▶ ACTION ITEM:
Using the material that follows, output exactly the lines from the one containing "through the evaluator" through the one containing "fn clip<'a>(controller: &'a", with both ends kept.

▶ SOURCE MATERIAL:

□ □ □ □ □

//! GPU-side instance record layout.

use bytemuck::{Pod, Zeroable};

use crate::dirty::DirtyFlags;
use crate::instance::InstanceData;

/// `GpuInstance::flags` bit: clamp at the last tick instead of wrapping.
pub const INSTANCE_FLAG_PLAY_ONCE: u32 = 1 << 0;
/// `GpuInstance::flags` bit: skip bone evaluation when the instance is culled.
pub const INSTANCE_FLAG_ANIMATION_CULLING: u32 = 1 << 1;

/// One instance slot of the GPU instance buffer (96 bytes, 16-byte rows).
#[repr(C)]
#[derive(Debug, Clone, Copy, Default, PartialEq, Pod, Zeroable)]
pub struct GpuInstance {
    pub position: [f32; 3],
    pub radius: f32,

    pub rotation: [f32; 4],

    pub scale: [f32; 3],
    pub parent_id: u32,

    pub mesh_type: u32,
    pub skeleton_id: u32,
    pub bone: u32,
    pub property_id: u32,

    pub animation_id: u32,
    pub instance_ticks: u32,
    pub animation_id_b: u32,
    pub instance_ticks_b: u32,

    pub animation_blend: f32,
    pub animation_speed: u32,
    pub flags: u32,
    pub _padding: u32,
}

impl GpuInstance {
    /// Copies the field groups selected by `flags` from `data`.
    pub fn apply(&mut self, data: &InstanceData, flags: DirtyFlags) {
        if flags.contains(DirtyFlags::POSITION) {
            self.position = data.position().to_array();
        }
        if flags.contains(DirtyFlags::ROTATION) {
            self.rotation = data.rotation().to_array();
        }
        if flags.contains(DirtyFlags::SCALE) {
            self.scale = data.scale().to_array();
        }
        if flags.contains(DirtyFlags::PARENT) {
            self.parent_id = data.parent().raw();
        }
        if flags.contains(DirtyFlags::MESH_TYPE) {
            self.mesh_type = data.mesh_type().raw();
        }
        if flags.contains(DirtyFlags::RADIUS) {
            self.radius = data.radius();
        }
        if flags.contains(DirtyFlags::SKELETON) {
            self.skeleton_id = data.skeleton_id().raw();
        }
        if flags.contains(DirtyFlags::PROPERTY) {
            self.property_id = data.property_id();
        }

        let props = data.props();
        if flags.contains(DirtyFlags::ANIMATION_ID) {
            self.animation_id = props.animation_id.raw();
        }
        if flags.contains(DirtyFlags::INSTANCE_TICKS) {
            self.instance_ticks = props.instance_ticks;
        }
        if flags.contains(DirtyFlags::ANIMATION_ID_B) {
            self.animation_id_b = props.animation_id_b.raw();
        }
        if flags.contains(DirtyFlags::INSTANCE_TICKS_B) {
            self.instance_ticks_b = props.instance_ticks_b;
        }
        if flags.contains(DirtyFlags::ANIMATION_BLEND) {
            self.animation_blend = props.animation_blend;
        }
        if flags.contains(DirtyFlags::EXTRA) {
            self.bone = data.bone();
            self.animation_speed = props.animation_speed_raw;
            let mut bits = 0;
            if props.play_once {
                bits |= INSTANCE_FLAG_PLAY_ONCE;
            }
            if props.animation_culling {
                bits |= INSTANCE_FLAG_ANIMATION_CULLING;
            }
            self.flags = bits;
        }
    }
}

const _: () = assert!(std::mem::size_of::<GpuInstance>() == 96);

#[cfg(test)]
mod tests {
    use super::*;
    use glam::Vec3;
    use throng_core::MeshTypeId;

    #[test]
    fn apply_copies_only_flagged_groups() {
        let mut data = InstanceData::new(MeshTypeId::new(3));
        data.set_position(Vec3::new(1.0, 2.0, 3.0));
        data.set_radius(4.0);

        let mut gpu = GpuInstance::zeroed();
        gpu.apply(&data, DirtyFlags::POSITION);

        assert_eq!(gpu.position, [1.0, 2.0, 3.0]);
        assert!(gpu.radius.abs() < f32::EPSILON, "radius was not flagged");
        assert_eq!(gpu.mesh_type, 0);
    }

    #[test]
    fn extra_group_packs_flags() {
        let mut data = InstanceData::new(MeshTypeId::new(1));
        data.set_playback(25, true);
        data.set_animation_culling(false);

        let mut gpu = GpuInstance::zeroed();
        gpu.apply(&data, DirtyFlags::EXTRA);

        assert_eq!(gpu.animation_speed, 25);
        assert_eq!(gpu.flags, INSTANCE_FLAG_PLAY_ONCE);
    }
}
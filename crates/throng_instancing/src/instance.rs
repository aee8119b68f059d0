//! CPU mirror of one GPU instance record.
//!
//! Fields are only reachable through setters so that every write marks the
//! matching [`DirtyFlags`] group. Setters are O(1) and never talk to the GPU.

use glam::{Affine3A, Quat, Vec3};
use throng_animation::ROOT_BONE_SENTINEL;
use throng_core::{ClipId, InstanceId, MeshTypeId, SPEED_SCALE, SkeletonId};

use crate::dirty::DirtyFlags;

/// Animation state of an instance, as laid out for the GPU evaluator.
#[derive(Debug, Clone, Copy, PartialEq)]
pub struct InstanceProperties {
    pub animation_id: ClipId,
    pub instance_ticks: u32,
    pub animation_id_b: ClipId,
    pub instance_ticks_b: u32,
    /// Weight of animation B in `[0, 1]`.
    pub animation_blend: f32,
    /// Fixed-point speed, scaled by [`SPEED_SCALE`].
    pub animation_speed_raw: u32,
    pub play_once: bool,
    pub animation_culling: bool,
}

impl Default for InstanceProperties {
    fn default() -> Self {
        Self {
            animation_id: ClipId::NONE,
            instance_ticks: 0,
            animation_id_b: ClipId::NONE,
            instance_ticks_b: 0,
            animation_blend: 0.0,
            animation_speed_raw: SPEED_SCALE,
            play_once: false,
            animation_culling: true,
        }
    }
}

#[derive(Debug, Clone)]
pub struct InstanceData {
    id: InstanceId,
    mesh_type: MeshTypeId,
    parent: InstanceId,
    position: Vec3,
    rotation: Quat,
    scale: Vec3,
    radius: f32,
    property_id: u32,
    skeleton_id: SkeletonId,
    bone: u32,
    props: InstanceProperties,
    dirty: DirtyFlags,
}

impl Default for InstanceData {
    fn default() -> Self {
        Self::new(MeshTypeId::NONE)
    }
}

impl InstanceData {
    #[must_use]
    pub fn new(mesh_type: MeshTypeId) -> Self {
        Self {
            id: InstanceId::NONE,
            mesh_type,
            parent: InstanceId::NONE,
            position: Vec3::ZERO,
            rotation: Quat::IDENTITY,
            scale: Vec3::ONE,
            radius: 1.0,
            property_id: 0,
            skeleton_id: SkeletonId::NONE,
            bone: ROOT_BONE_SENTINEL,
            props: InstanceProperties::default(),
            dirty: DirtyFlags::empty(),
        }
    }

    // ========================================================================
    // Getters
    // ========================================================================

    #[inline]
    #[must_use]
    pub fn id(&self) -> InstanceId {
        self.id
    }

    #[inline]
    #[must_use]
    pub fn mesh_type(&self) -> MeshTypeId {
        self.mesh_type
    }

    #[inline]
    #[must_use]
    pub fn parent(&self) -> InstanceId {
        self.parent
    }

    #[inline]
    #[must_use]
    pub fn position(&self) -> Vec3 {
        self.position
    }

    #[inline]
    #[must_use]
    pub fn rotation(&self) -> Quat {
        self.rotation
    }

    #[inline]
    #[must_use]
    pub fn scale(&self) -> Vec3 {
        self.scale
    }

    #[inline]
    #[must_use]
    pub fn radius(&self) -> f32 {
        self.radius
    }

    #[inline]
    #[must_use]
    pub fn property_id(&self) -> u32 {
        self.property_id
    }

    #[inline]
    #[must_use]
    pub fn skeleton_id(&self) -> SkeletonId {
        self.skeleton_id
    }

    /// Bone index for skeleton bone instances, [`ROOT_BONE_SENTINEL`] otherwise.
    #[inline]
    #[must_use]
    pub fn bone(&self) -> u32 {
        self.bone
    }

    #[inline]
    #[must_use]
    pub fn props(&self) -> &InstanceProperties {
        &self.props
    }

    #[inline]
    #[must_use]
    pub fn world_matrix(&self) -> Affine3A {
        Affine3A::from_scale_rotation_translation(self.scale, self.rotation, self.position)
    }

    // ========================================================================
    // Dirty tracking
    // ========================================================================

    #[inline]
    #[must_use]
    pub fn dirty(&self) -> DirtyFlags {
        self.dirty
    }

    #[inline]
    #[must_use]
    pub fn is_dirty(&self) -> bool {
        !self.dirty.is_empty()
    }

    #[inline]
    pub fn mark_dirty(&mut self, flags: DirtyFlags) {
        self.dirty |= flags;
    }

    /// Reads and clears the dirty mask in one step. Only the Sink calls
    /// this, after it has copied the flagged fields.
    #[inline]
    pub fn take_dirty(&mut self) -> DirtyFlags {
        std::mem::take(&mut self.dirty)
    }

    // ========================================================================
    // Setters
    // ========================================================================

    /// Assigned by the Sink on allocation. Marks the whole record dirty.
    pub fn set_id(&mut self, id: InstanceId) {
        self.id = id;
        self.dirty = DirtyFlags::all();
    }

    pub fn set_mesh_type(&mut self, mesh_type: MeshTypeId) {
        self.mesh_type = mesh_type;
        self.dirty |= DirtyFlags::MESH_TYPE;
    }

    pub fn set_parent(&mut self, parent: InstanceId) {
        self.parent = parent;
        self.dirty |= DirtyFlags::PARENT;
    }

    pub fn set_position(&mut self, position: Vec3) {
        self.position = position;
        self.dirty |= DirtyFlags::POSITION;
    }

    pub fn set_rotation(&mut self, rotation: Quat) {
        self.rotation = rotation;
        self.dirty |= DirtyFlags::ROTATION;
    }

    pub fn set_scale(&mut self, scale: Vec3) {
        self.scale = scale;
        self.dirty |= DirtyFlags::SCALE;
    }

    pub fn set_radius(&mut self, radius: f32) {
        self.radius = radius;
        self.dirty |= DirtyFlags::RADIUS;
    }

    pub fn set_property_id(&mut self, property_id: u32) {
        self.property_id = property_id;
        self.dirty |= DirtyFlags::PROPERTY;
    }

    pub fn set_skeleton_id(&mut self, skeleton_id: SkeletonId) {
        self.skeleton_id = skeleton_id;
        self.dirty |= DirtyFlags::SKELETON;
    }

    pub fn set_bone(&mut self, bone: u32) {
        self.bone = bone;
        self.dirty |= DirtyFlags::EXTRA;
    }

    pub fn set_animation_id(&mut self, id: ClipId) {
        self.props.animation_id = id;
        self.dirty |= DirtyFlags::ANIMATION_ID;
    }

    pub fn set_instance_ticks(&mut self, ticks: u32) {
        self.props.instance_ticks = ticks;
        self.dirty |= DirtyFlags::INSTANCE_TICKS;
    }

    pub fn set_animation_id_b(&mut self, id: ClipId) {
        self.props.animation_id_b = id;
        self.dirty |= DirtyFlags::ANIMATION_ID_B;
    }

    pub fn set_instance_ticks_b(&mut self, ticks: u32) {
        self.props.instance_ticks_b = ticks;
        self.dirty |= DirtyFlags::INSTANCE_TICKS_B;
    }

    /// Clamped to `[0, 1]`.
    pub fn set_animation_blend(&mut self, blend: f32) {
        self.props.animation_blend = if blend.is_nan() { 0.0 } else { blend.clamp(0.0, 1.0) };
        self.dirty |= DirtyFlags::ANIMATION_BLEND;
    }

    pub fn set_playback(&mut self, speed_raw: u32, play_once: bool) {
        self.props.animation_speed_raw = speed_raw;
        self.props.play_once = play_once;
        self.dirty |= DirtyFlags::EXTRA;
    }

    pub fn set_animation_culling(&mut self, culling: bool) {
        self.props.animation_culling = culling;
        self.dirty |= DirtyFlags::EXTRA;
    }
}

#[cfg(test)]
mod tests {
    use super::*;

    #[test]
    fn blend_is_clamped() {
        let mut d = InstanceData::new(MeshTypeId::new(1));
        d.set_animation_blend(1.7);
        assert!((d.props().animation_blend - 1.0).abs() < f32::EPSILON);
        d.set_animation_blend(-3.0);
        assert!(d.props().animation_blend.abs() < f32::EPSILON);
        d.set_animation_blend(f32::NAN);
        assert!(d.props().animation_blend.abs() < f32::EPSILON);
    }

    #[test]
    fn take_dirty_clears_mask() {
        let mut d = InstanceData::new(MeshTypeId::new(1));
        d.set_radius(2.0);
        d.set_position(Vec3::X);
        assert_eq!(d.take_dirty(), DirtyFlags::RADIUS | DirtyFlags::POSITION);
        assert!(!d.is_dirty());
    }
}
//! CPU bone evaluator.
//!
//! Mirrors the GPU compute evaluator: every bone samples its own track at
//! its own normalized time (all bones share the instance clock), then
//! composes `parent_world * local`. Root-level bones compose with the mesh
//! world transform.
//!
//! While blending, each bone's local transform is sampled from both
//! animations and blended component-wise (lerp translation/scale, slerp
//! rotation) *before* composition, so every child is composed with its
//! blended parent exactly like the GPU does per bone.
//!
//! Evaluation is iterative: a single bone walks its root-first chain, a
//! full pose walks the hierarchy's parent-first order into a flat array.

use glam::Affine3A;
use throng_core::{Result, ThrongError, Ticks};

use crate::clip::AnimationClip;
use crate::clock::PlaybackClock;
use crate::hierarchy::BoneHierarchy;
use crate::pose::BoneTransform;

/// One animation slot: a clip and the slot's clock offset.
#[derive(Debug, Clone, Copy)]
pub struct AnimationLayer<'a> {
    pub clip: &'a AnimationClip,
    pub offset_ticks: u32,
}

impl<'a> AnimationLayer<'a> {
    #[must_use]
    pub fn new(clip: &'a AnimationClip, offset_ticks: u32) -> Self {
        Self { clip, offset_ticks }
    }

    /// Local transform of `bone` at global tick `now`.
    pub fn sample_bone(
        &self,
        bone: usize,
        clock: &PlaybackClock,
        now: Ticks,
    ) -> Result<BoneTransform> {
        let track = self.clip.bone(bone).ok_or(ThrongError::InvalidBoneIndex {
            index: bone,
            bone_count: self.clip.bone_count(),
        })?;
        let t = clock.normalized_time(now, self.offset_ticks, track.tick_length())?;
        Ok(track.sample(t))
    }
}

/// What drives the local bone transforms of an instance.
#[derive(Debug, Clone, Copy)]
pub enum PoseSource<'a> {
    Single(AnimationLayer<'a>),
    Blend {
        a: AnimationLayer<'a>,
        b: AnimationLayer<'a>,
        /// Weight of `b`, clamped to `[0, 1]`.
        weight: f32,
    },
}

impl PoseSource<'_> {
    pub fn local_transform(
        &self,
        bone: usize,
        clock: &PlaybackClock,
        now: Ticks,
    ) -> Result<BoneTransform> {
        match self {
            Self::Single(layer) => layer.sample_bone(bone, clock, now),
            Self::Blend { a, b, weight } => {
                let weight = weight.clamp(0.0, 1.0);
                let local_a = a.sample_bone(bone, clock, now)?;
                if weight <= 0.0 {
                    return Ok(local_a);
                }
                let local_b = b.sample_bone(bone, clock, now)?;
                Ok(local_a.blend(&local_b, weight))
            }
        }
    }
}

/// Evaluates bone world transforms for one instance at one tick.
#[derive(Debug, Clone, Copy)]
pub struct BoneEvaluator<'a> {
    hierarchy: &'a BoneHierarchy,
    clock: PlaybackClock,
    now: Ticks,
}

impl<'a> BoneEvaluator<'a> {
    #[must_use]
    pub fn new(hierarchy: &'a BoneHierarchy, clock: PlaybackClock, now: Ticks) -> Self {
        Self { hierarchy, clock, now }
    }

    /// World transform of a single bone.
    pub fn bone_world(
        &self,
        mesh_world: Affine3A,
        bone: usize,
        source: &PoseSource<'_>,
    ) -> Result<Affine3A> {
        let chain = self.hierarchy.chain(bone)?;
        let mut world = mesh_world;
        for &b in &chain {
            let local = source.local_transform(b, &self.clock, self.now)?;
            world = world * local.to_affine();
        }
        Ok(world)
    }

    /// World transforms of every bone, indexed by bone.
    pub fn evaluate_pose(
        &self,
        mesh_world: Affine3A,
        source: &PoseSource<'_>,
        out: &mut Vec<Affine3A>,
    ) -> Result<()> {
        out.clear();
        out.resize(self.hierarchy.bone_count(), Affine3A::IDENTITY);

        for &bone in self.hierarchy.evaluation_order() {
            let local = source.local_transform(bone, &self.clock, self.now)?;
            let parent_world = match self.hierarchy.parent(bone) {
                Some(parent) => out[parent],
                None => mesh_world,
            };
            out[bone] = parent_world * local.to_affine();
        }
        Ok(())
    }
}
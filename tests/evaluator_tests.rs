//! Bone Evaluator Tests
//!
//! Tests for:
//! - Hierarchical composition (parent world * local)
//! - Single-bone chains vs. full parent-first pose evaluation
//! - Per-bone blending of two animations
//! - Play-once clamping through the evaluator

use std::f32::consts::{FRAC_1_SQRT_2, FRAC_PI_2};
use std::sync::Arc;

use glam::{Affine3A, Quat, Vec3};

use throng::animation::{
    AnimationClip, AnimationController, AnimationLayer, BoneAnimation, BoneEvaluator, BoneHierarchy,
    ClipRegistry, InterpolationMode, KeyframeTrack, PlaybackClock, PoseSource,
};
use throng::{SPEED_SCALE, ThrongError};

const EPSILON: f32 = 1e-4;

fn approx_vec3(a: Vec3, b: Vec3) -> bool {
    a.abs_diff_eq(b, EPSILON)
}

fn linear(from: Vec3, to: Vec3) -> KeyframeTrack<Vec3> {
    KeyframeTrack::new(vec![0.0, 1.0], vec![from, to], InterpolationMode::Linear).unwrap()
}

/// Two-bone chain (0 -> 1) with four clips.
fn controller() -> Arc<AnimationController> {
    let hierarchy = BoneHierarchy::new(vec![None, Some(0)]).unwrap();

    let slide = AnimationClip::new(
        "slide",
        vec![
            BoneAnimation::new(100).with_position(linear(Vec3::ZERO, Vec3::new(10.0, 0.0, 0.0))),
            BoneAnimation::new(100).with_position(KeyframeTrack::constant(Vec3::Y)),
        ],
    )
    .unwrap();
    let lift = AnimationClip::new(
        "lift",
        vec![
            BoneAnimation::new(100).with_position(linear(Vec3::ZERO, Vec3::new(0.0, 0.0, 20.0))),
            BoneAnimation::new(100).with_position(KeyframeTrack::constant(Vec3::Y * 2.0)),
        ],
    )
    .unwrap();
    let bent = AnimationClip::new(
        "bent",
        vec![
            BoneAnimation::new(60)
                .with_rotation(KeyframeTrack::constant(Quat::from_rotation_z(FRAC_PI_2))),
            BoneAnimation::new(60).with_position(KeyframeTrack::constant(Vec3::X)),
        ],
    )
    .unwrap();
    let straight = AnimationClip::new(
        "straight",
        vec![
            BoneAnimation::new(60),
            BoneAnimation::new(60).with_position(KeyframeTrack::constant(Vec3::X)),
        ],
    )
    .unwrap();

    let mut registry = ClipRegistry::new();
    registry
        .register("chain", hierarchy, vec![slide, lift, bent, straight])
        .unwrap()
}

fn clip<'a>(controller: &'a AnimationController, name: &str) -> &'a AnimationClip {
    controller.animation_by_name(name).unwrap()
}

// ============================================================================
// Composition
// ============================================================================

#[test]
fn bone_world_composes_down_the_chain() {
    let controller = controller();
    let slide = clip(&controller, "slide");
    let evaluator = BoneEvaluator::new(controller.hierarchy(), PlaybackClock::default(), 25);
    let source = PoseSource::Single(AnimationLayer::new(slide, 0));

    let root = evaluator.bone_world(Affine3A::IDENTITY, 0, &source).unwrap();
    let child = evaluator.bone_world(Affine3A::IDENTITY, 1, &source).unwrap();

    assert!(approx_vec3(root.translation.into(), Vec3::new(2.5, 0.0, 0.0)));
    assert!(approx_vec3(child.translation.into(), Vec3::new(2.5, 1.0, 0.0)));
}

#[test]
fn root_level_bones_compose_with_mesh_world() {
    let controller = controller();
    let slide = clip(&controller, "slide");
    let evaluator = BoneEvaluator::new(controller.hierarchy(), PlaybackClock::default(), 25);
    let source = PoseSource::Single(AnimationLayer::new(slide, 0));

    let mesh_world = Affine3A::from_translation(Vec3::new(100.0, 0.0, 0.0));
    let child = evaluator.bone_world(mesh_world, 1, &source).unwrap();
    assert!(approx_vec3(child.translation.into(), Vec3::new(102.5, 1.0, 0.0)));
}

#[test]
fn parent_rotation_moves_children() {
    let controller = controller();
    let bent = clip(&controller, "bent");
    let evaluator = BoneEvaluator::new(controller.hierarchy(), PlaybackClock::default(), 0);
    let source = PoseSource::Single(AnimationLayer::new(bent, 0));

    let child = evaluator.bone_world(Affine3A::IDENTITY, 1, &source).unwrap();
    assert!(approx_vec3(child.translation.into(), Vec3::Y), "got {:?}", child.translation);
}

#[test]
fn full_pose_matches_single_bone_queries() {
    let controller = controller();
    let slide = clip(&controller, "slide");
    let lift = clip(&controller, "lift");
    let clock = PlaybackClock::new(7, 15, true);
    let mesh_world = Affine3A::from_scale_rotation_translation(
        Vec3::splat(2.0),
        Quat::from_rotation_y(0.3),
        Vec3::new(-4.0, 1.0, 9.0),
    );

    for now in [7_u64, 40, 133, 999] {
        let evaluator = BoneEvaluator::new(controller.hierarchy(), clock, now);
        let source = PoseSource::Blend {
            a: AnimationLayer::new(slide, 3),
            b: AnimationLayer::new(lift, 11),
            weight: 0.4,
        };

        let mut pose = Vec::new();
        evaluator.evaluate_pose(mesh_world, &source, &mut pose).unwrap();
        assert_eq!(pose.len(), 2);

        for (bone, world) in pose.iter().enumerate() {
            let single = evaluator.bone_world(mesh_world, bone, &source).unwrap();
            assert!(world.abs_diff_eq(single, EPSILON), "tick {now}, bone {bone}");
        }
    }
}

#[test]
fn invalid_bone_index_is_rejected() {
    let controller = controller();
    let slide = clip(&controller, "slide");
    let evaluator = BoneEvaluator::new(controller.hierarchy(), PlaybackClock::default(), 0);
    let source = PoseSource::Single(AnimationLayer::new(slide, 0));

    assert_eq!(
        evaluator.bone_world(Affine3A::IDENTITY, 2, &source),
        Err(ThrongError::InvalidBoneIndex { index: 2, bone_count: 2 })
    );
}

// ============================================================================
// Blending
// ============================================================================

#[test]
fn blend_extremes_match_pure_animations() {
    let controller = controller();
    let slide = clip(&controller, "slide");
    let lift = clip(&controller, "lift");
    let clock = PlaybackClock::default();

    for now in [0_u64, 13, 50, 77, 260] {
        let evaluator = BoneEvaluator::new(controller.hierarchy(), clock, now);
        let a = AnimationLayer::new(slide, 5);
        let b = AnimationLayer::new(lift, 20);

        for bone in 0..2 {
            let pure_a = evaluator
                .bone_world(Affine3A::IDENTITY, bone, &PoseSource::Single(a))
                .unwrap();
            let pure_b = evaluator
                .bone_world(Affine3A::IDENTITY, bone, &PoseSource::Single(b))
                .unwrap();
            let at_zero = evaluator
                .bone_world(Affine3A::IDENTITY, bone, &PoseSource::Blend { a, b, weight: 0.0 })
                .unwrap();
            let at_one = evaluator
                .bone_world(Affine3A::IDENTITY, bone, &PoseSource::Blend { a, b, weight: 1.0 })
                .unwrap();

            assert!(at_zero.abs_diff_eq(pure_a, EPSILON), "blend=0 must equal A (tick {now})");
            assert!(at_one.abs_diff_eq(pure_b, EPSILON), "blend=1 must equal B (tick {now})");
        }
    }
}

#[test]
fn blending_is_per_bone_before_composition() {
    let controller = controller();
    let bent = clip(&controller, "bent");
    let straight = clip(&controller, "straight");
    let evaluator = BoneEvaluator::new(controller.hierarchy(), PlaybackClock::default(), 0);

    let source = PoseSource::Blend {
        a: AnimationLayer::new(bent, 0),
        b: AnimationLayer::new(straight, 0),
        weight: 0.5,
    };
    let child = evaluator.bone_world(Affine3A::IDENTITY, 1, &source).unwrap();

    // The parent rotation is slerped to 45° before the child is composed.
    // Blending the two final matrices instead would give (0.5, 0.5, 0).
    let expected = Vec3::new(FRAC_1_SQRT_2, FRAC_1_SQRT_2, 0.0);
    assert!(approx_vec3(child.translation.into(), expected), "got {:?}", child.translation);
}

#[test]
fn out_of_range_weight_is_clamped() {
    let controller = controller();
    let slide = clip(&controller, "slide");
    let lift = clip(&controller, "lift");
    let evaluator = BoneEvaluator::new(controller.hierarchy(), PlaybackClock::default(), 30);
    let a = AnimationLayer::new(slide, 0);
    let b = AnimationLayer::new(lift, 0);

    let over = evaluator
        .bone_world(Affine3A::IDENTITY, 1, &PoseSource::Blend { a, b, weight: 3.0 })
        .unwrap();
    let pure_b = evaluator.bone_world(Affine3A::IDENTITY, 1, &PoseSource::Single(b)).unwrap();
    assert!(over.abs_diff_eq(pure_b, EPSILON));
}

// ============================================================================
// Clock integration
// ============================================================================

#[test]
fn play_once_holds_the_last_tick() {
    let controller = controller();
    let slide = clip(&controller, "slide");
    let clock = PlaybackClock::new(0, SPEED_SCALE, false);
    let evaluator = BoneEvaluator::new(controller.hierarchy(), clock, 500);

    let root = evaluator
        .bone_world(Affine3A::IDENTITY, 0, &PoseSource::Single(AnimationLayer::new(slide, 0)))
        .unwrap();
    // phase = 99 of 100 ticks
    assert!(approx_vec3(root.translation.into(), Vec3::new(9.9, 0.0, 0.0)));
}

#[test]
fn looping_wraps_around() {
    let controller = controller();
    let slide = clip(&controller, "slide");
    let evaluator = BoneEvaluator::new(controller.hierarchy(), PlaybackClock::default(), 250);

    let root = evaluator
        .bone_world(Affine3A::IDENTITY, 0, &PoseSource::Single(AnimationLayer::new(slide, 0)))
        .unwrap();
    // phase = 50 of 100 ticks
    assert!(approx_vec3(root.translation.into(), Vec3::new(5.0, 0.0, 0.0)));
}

□ □ □ □ □

▶ WRITTEN SOLUTION:
//! - Play-once clamping through the evaluator

use std::f32::consts::{FRAC_1_SQRT_2, FRAC_PI_2};
use std::sync::Arc;

use glam::{Affine3A, Quat, Vec3};

use throng::animation::{
    AnimationClip, AnimationController, AnimationLayer, BoneAnimation, BoneEvaluator, BoneHierarchy,
    ClipRegistry, InterpolationMode, KeyframeTrack, PlaybackClock, PoseSource,
};
use throng::{SPEED_SCALE, ThrongError};

const EPSILON: f32 = 1e-4;

fn approx_vec3(a: Vec3, b: Vec3) -> bool {
    a.abs_diff_eq(b, EPSILON)
}

fn linear(from: Vec3, to: Vec3) -> KeyframeTrack<Vec3> {
    KeyframeTrack::new(vec![0.0, 1.0], vec![from, to], InterpolationMode::Linear).unwrap()
}

/// Two-bone chain (0 -> 1) with four clips.
fn controller() -> Arc<AnimationController> {
    let hierarchy = BoneHierarchy::new(vec![None, Some(0)]).unwrap();

    let slide = AnimationClip::new(
        "slide",
        vec![
            BoneAnimation::new(100).with_position(linear(Vec3::ZERO, Vec3::new(10.0, 0.0, 0.0))),
            BoneAnimation::new(100).with_position(KeyframeTrack::constant(Vec3::Y)),
        ],
    )
    .unwrap();
    let lift = AnimationClip::new(
        "lift",
        vec![
            BoneAnimation::new(100).with_position(linear(Vec3::ZERO, Vec3::new(0.0, 0.0, 20.0))),
            BoneAnimation::new(100).with_position(KeyframeTrack::constant(Vec3::Y * 2.0)),
        ],
    )
    .unwrap();
    let bent = AnimationClip::new(
        "bent",
        vec![
            BoneAnimation::new(60)
                .with_rotation(KeyframeTrack::constant(Quat::from_rotation_z(FRAC_PI_2))),
            BoneAnimation::new(60).with_position(KeyframeTrack::constant(Vec3::X)),
        ],
    )
    .unwrap();
    let straight = AnimationClip::new(
        "straight",
        vec![
            BoneAnimation::new(60),
            BoneAnimation::new(60).with_position(KeyframeTrack::constant(Vec3::X)),
        ],
    )
    .unwrap();

    let mut registry = ClipRegistry::new();
    registry
        .register("chain", hierarchy, vec![slide, lift, bent, straight])
        .unwrap()
}

fn clip<'a>(controller: &'a AnimationController, name: &str) -> &'a AnimationClip {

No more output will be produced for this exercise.